Science Research Paper Tips: Acknowledgments Section
While including an acknowledgments section in your scientific research paper may not be strictly required, not doing so is a major faux pas. There are many positive reasons for including this section and nearly no reason not to. It takes minimal time and effort to include an acknowledgments section. Here are some of the reasons most scientific writers include acknowledgments in their papers:
- It’s good form.
- It’s extremely unlikely you received no support or assistance from your colleagues, students, instructors, or fellow researchers during the course of your research, and giving credit to these persons for their efforts in supporting you shows you can be honest, humble, and courteous.
- It’s good for networking.
- If you’ve made new contacts or strengthened current ones during your research and you acknowledge their assistance publicly, you’ve also done your contacts the favor of giving them some exposure in your paper.
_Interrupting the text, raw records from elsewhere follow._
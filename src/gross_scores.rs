use std::collections::{BTreeMap, HashMap};

use serde::{Deserialize, Serialize};


// Raw gross strokes keyed by player ID and hole number. A missing entry means the player has not
// finished the hole yet.
#[derive(Clone, Default, PartialEq, Eq, Debug, Serialize, Deserialize)]
#[serde(transparent)]
pub struct GrossScores {
    scores: HashMap<String, BTreeMap<u32, u32>>,
}

impl GrossScores {
    pub fn new() -> Self { Self::default() }

    pub fn get(&self, player_id: &str, hole_number: u32) -> Option<u32> {
        self.scores.get(player_id)?.get(&hole_number).copied()
    }

    pub fn set(&mut self, player_id: &str, hole_number: u32, gross: u32) {
        self.scores.entry(player_id.to_owned()).or_default().insert(hole_number, gross);
    }

    pub fn remove(&mut self, player_id: &str, hole_number: u32) -> Option<u32> {
        let player_scores = self.scores.get_mut(player_id)?;
        let removed = player_scores.remove(&hole_number);
        if player_scores.is_empty() {
            self.scores.remove(player_id);
        }
        removed
    }

    pub fn clear(&mut self) { self.scores.clear(); }

    pub fn is_empty(&self) -> bool { self.scores.is_empty() }

    pub fn len(&self) -> usize { self.scores.values().map(BTreeMap::len).sum() }

    // Entries as `(player_id, hole_number, gross)`. Player order is unspecified.
    pub fn iter(&self) -> impl Iterator<Item = (&str, u32, u32)> + '_ {
        self.scores.iter().flat_map(|(player_id, holes)| {
            holes.iter().map(move |(&hole_number, &gross)| (player_id.as_str(), hole_number, gross))
        })
    }
}

impl<S: Into<String>> FromIterator<(S, u32, u32)> for GrossScores {
    fn from_iter<I: IntoIterator<Item = (S, u32, u32)>>(iter: I) -> Self {
        let mut scores = GrossScores::new();
        for (player_id, hole_number, gross) in iter {
            scores.scores.entry(player_id.into()).or_default().insert(hole_number, gross);
        }
        scores
    }
}
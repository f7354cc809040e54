use std::fmt;


// Why a gross score update was turned down. A rejected update never changes the scorecard.
#[derive(Clone, Copy, PartialEq, Eq, Debug)]
pub enum ScoreError {
    Negative,
    NotANumber,
}

impl fmt::Display for ScoreError {
    fn fmt(&self, f: &mut fmt::Formatter<'_>) -> fmt::Result {
        match self {
            ScoreError::Negative => write!(f, "gross score cannot be negative"),
            ScoreError::NotANumber => write!(f, "gross score must be a whole number"),
        }
    }
}

impl std::error::Error for ScoreError {}
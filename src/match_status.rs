use std::cmp::Ordering;

use enum_map::{EnumMap, enum_map};
use itertools::Itertools;
use serde::{Deserialize, Serialize};

use crate::hole_result::{HoleOutcome, HoleResultDetails};
use crate::player::Team;
use crate::rules::MatchRules;
use crate::setup::SetupError;


// Match play position, before it is turned into words. `margin` is always the absolute
// difference in holes won; `remaining` is the number of holes without a result yet.
#[derive(Clone, Copy, PartialEq, Eq, Debug, Serialize, Deserialize)]
pub enum MatchState {
    SetupIncomplete(SetupError),
    NotStarted,
    InProgress { leader: Option<Team>, margin: u32, remaining: u32 },
    // The leader is ahead by more holes than are left to play.
    Clinched { winner: Team, margin: u32, remaining: u32 },
    Finished { winner: Option<Team>, margin: u32 },
}

impl MatchState {
    pub fn describe(&self, rules: &MatchRules) -> String {
        match *self {
            MatchState::SetupIncomplete(SetupError::NotEnoughPlayers) => {
                format!("Setup incomplete: Requires {} players.", rules.total_players())
            }
            MatchState::SetupIncomplete(_) => "Setup incomplete.".to_owned(),
            MatchState::NotStarted => "Match not started".to_owned(),
            MatchState::InProgress { leader, margin, remaining } => {
                let standing = match leader {
                    Some(team) => format!("{} {} Up", rules.team_label(team), margin),
                    None => "All Square".to_owned(),
                };
                if remaining > 0 {
                    format!("{standing} with {remaining} to play")
                } else {
                    standing
                }
            }
            MatchState::Clinched { winner, margin, remaining } => {
                format!("{} wins {} & {}", rules.team_label(winner), margin, remaining)
            }
            MatchState::Finished { winner: None, .. } => "Match Tied".to_owned(),
            MatchState::Finished { winner: Some(team), margin } => {
                format!("{} wins {} Up", rules.team_label(team), margin)
            }
        }
    }

    pub fn is_over(&self) -> bool {
        matches!(self, MatchState::Clinched { .. } | MatchState::Finished { .. })
    }
}


#[derive(Clone, PartialEq, Eq, Debug, Serialize, Deserialize)]
#[serde(into = "MatchStatusWire", from = "MatchStatusWire")]
pub struct MatchStatus {
    pub status: String,
    pub state: MatchState,
    pub wins: EnumMap<Team, u32>,
    pub ties: u32,
    // Holes with a result (won or tied), not holes with any score entered.
    pub holes_played: u32,
    // Sum of best ball net scores over all holes. A hole without a best ball counts as 0, so the
    // sum is only a real net score once every hole is complete. Saturates instead of overflowing.
    pub team_scores: EnumMap<Team, i32>,
}

impl MatchStatus {
    pub fn setup_incomplete(rules: &MatchRules, error: SetupError) -> Self {
        let state = MatchState::SetupIncomplete(error);
        MatchStatus {
            status: state.describe(rules),
            state,
            wins: enum_map! { _ => 0 },
            ties: 0,
            holes_played: 0,
            team_scores: enum_map! { _ => 0 },
        }
    }

    pub fn team_a_wins(&self) -> u32 { self.wins[Team::A] }
    pub fn team_b_wins(&self) -> u32 { self.wins[Team::B] }
    pub fn team_a_score(&self) -> i32 { self.team_scores[Team::A] }
    pub fn team_b_score(&self) -> i32 { self.team_scores[Team::B] }
}

// Serialized form: per-team values are flattened into `teamA*` / `teamB*` fields.
#[derive(Serialize, Deserialize)]
#[serde(rename_all = "camelCase")]
struct MatchStatusWire {
    status: String,
    state: MatchState,
    team_a_wins: u32,
    team_b_wins: u32,
    ties: u32,
    holes_played: u32,
    team_a_score: i32,
    team_b_score: i32,
}

impl From<MatchStatus> for MatchStatusWire {
    fn from(status: MatchStatus) -> Self {
        MatchStatusWire {
            team_a_wins: status.team_a_wins(),
            team_b_wins: status.team_b_wins(),
            team_a_score: status.team_a_score(),
            team_b_score: status.team_b_score(),
            status: status.status,
            state: status.state,
            ties: status.ties,
            holes_played: status.holes_played,
        }
    }
}

impl From<MatchStatusWire> for MatchStatus {
    fn from(wire: MatchStatusWire) -> Self {
        MatchStatus {
            status: wire.status,
            state: wire.state,
            wins: enum_map! { Team::A => wire.team_a_wins, Team::B => wire.team_b_wins },
            ties: wire.ties,
            holes_played: wire.holes_played,
            team_scores: enum_map! { Team::A => wire.team_a_score, Team::B => wire.team_b_score },
        }
    }
}

fn leader(wins: &EnumMap<Team, u32>) -> Option<Team> {
    match wins[Team::A].cmp(&wins[Team::B]) {
        Ordering::Greater => Some(Team::A),
        Ordering::Less => Some(Team::B),
        Ordering::Equal => None,
    }
}

pub fn match_state(wins: &EnumMap<Team, u32>, holes_played: u32, total_holes: u32) -> MatchState {
    let margin = wins[Team::A].abs_diff(wins[Team::B]);
    let remaining = total_holes.saturating_sub(holes_played);
    let leader = leader(wins);
    if holes_played == 0 {
        MatchState::NotStarted
    } else if let Some(winner) = leader.filter(|_| margin > remaining && holes_played < total_holes) {
        MatchState::Clinched { winner, margin, remaining }
    } else if holes_played >= total_holes {
        MatchState::Finished { winner: leader, margin }
    } else {
        MatchState::InProgress { leader, margin, remaining }
    }
}

// `total_holes` is the length of the match, which may be more than the number of hole results
// passed in when the caller only evaluated a prefix of the round.
pub fn match_status(
    hole_results: &[HoleResultDetails], total_holes: u32, rules: &MatchRules
) -> MatchStatus {
    let mut wins = enum_map! { _ => 0 };
    let mut ties = 0;
    let mut holes_played = 0;
    let mut team_scores: EnumMap<Team, i32> = enum_map! { _ => 0 };
    for hole in hole_results.iter().sorted_by_key(|h| h.hole_number) {
        if let Some(outcome) = hole.winning_team {
            holes_played += 1;
            match outcome {
                HoleOutcome::Won(team) => wins[team] += 1,
                HoleOutcome::Tie => ties += 1,
            }
        }
        for (team, result) in hole.team_results.iter() {
            team_scores[team] =
                team_scores[team].saturating_add(result.best_ball_net_score.unwrap_or(0));
        }
    }
    let state = match_state(&wins, holes_played, total_holes);
    MatchStatus {
        status: state.describe(rules),
        state,
        wins,
        ties,
        holes_played,
        team_scores,
    }
}
use enum_map::{Enum, EnumMap, enum_map};
use serde::{Deserialize, Serialize};

use crate::player::Team;


#[derive(Clone, PartialEq, Eq, Debug, Serialize, Deserialize)]
#[serde(default)]
pub struct MatchRules {
    pub players_per_team: usize,
    // Used verbatim in match status messages, e.g. "Team A 2 Up".
    pub team_labels: EnumMap<Team, String>,
}

impl MatchRules {
    pub fn two_man_best_ball() -> Self {
        MatchRules {
            players_per_team: 2,
            team_labels: enum_map! {
                Team::A => "Team A".to_owned(),
                Team::B => "Team B".to_owned(),
            },
        }
    }

    pub fn with_team_labels(self, a: impl Into<String>, b: impl Into<String>) -> Self {
        MatchRules {
            // Array order follows `Team` declaration order.
            team_labels: EnumMap::from_array([a.into(), b.into()]),
            ..self
        }
    }

    pub fn total_players(&self) -> usize { self.players_per_team * Team::LENGTH }

    pub fn team_label(&self, team: Team) -> &str { &self.team_labels[team] }
}

impl Default for MatchRules {
    fn default() -> Self { Self::two_man_best_ball() }
}


#[cfg(test)]
mod tests {
    use super::*;

    #[test]
    fn custom_labels_keep_team_order() {
        let rules = MatchRules::default().with_team_labels("Aviators", String::from("Producers"));
        assert_eq!(rules.team_label(Team::A), "Aviators");
        assert_eq!(rules.team_label(Team::B), "Producers");
        assert_eq!(rules.players_per_team, 2);
        assert_eq!(rules.total_players(), 4);
    }
}
//! Byte decoder
//!
//! Every input byte carries a 2-bit type tag and a 6-bit payload:
//!
//! ```text
//!   7   6   5   4   3   2   1   0
//! ┌───────────────────────┬───────┐
//! │        payload        │  tag  │
//! └───────────────────────┴───────┘
//! ```
//!
//! | tag    | meaning          | payload      | symbol                     |
//! |--------|------------------|--------------|----------------------------|
//! | `0b00` | unsigned number  | `0..=9`      | digit character            |
//! |        |                  | `10..=63`    | decimal text               |
//! | `0b01` | signed number    | same as above                             |
//! | `0b10` | latin letter     | `0..=25`     | `'a'..='z'`                |
//! |        |                  | `26..=63`    | none (dropped)             |
//! | `0b11` | unknown          | any          | none (dropped)             |
//!
//! The payload is always non-negative after the shift, so signed and
//! unsigned numbers decode to the same symbols.

use std::fmt;

use crate::symbol::Symbol;

const TAG_MASK: u8 = 0b0000_0011;
const PAYLOAD_SHIFT: u32 = 2;
const PAYLOAD_MASK: u8 = 0b0011_1111;

/// Index of 'z' counted from 'a'
const LAST_LETTER: u8 = 25;

/// Decoding rule selected by the low two bits of a byte
#[derive(Debug, Clone, Copy, PartialEq, Eq, Hash)]
#[repr(u8)]
pub enum TypeTag {
    UnsignedNumber = 0b00,
    SignedNumber = 0b01,
    LatinLetter = 0b10,
    Unknown = 0b11,
}

impl TypeTag {
    #[must_use]
    pub fn of(byte: u8) -> Self {
        match byte & TAG_MASK {
            0b00 => Self::UnsignedNumber,
            0b01 => Self::SignedNumber,
            0b10 => Self::LatinLetter,
            _ => Self::Unknown,
        }
    }
}

/// Extract the 6-bit payload (`0..=63`)
#[must_use]
pub fn payload(byte: u8) -> u8 {
    (byte >> PAYLOAD_SHIFT) & PAYLOAD_MASK
}

/// Why a byte produced no symbol
#[derive(Debug, Clone, Copy, PartialEq, Eq)]
pub enum SkipReason {
    /// Tag `0b11`
    UnknownType,
    /// Latin letter tag with a payload past 'z'
    LetterOutOfRange(u8),
}

impl fmt::Display for SkipReason {
    fn fmt(&self, f: &mut fmt::Formatter<'_>) -> fmt::Result {
        match self {
            Self::UnknownType => write!(f, "unknown byte type"),
            Self::LetterOutOfRange(data) => write!(f, "unknown letter data: {data}"),
        }
    }
}

impl std::error::Error for SkipReason {}

/// Decode one byte, reporting why it was skipped if it yields no symbol
///
/// # Errors
///
/// Returns a [`SkipReason`] for the unknown tag and for letters past 'z'.
/// Neither is fatal: the caller is expected to drop the byte and go on.
pub fn classify(byte: u8) -> Result<Symbol, SkipReason> {
    let data = payload(byte);
    match TypeTag::of(byte) {
        TypeTag::UnsignedNumber => Ok(unsigned_number(u16::from(data))),
        TypeTag::SignedNumber => Ok(signed_number(i16::from(data))),
        TypeTag::LatinLetter => latin_letter(data),
        TypeTag::Unknown => Err(SkipReason::UnknownType),
    }
}

/// Decode one byte into at most one symbol
#[must_use]
pub fn decode(byte: u8) -> Option<Symbol> {
    classify(byte).ok()
}

/// Render a byte the way the worker logs it, e.g. `0b01100110`
#[must_use]
pub fn format_binary(byte: u8) -> String {
    format!("{byte:#010b}")
}

fn unsigned_number(value: u16) -> Symbol {
    match char::from_digit(u32::from(value), 10) {
        Some(digit) => Symbol::Char(digit),
        None => Symbol::Text(value.to_string()),
    }
}

fn signed_number(value: i16) -> Symbol {
    match u32::try_from(value)
        .ok()
        .and_then(|d| char::from_digit(d, 10))
    {
        Some(digit) => Symbol::Char(digit),
        None => Symbol::Text(value.to_string()),
    }
}

fn latin_letter(data: u8) -> Result<Symbol, SkipReason> {
    if data > LAST_LETTER {
        return Err(SkipReason::LetterOutOfRange(data));
    }
    Ok(Symbol::Char(char::from(b'a' + data)))
}

#[cfg(test)]
mod tests {
    use super::*;

    fn byte(tag: TypeTag, data: u8) -> u8 {
        (data << PAYLOAD_SHIFT) | tag as u8
    }

    #[test]
    fn test_tag_and_payload() {
        assert_eq!(TypeTag::of(0b0110_0110), TypeTag::LatinLetter);
        assert_eq!(payload(0b0110_0110), 25);
        assert_eq!(TypeTag::of(0b1111_1111), TypeTag::Unknown);
        assert_eq!(payload(0b1111_1111), 63);
    }

    #[test]
    fn test_numbers_for_both_number_tags() {
        for tag in [TypeTag::UnsignedNumber, TypeTag::SignedNumber] {
            for data in 0..=9u8 {
                let expected = char::from(b'0' + data);
                assert_eq!(decode(byte(tag, data)), Some(Symbol::Char(expected)));
            }
            for data in 10..=63u8 {
                assert_eq!(decode(byte(tag, data)), Some(Symbol::Text(data.to_string())));
            }
        }
    }

    #[test]
    fn test_letters() {
        for data in 0..=25u8 {
            let expected = char::from(b'a' + data);
            assert_eq!(decode(byte(TypeTag::LatinLetter, data)), Some(Symbol::Char(expected)));
        }
        for data in 26..=63u8 {
            assert_eq!(
                classify(byte(TypeTag::LatinLetter, data)),
                Err(SkipReason::LetterOutOfRange(data))
            );
        }
    }

    #[test]
    fn test_unknown_tag() {
        for data in 0..=63u8 {
            assert_eq!(classify(byte(TypeTag::Unknown, data)), Err(SkipReason::UnknownType));
        }
    }

    #[test]
    fn test_format_binary() {
        assert_eq!(format_binary(0b0000_0011), "0b00000011");
        assert_eq!(format_binary(0xff), "0b11111111");
    }
}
They’ll be more likely to help you again in the future, and to provide you with the same sort of exposure to expand your network. It can even help you make new contacts in the future, if colleagues familiar with those listed in your acknowledgments section seek you out.
When writing your acknowledgments section there are a number of considerations you should keep in mind.
- Many scientists consider it polite (and many journals have a requirement) to contact the person you wish to acknowledge and gain their written permission prior to their inclusion. Be specific about the assistance, support, or other help you received from those you’re acknowledging. This demonstrates that you’re not just dropping names, but that their specific aid was instrumental in your work.
- Double and triple check the spelling of names. It’s wise to do this at the same stage as requesting the person’s permission to include them. Don’t trust even other published instances of the person’s name; get the correct spelling and the name they wish to have used straight from the source.
- Likewise, inquire as to what title they wish you to use with their name. It may not be the one that they use casually, so it’s always in your best interest to check. Doing so also demonstrates that you’re considerate to your colleagues and their preferences, which is a good thing.
- Consult with the agency or agencies which may have funded your research to determine the exact wording they would prefer; many have very specific requirements.